# PROBLEM STATEMENT
Pull out of the data below the stretch of lines bounded by the one containing "use async_trait::async_trait;" and the one containing "I/O failure so", both bounds included, unchanged.

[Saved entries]
- - - - - - -
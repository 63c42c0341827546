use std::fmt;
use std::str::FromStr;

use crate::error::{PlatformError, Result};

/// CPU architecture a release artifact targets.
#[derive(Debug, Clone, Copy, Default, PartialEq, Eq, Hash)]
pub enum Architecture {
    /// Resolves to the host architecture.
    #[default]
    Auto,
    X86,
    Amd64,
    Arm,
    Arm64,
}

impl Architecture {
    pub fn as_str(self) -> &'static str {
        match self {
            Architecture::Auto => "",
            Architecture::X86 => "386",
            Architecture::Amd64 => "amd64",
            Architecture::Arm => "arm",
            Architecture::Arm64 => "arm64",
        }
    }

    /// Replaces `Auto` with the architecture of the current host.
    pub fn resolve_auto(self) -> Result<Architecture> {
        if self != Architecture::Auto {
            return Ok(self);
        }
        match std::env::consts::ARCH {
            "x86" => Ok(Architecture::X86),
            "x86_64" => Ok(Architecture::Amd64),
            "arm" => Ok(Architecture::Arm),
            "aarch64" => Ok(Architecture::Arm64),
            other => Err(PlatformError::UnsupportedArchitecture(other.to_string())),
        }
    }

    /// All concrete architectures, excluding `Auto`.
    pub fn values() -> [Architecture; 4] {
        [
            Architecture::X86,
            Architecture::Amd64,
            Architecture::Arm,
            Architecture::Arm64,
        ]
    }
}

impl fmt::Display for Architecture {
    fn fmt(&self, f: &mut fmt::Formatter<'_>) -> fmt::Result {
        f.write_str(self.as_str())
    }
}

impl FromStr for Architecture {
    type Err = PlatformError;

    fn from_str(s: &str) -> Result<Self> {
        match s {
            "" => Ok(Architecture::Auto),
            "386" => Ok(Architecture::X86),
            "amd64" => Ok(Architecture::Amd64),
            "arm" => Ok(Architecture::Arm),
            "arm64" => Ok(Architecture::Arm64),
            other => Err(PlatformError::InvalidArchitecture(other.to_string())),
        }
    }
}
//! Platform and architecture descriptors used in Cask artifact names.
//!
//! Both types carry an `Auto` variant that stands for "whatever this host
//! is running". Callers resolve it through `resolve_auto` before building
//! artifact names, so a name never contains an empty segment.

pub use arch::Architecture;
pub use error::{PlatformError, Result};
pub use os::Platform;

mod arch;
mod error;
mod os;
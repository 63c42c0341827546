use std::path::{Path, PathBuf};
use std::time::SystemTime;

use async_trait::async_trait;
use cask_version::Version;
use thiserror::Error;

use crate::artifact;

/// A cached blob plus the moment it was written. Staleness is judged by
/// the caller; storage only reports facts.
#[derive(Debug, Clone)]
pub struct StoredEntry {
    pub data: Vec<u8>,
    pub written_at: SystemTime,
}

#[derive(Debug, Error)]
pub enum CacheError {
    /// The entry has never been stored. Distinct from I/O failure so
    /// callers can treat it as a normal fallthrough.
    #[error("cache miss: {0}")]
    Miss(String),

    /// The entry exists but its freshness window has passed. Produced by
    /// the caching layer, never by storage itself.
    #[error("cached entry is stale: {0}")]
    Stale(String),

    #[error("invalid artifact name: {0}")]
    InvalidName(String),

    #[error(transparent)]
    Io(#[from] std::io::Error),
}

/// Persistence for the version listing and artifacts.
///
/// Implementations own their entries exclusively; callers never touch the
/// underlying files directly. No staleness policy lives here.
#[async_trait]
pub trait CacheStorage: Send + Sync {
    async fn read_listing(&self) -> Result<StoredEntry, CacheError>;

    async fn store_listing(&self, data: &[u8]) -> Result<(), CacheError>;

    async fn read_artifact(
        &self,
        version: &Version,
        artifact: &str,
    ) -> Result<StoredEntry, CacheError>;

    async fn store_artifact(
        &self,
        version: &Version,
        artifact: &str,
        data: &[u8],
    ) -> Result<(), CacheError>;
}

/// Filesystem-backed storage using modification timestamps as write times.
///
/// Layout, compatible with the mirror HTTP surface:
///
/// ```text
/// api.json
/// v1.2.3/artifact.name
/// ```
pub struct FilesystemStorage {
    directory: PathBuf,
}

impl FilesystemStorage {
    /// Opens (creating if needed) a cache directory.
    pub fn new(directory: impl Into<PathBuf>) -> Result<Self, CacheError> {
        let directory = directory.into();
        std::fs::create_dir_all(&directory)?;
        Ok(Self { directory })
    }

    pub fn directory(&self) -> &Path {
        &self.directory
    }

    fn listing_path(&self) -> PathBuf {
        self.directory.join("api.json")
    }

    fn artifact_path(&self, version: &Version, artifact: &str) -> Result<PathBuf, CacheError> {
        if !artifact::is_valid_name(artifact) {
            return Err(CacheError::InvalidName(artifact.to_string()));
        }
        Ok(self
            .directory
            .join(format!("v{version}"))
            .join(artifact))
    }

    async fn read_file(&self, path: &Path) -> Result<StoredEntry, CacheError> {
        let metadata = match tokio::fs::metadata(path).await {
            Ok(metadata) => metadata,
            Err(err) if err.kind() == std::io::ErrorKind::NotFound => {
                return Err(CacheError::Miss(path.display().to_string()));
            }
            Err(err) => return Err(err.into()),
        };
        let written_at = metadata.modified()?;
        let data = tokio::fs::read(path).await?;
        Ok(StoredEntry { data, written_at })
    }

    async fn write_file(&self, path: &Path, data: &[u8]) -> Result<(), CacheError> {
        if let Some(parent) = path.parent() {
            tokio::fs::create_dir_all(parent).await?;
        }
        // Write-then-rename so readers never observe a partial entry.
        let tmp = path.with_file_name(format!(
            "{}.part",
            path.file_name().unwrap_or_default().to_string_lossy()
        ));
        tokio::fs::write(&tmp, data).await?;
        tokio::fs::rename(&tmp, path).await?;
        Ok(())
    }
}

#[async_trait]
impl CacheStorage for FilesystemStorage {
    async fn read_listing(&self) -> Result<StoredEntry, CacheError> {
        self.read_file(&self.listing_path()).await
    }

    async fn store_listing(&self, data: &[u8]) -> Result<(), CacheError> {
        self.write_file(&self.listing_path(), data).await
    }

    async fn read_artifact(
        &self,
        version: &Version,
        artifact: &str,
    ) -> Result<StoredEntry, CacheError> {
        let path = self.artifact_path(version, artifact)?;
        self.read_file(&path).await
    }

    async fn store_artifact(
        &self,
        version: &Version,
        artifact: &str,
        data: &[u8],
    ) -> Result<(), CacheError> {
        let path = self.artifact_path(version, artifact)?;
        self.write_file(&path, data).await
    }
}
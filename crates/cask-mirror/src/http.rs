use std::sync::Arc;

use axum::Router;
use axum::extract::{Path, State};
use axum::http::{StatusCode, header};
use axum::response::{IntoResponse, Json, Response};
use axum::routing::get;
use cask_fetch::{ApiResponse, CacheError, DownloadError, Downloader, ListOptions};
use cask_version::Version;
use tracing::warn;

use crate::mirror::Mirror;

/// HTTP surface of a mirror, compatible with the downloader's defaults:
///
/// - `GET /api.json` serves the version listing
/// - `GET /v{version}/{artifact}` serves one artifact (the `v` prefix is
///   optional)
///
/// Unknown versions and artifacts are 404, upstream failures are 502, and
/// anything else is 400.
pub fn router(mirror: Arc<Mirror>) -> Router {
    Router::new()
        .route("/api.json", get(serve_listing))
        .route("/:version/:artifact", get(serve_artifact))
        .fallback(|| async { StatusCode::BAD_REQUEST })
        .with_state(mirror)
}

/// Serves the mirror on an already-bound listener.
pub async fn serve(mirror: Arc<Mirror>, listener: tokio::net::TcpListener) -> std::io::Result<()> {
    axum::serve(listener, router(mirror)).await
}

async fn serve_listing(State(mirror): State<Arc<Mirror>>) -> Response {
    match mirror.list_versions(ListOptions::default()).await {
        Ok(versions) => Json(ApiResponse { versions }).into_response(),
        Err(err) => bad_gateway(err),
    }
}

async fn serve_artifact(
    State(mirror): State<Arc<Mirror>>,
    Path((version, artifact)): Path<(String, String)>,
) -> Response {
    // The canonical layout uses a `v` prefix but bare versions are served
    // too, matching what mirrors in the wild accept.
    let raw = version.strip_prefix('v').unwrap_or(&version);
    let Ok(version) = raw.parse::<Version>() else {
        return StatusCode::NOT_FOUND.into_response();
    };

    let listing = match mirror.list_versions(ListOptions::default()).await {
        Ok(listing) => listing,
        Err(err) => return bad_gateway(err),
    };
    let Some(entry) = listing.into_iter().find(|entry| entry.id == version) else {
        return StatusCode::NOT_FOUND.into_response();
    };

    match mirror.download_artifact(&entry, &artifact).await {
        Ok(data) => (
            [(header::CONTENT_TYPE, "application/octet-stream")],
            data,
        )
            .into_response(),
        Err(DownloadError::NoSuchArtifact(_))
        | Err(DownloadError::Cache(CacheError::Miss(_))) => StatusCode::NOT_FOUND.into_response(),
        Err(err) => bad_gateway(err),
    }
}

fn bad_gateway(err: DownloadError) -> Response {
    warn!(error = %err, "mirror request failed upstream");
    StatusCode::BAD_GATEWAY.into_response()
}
- - - - - - -
# YOUR RESPONSE
use async_trait::async_trait;
use cask_version::Version;
use thiserror::Error;

use crate::artifact;

/// A cached blob plus the moment it was written. Staleness is judged by
/// the caller; storage only reports facts.
#[derive(Debug, Clone)]
pub struct StoredEntry {
    pub data: Vec<u8>,
    pub written_at: SystemTime,
}

#[derive(Debug, Error)]
pub enum CacheError {
    /// The entry has never been stored. Distinct from I/O failure so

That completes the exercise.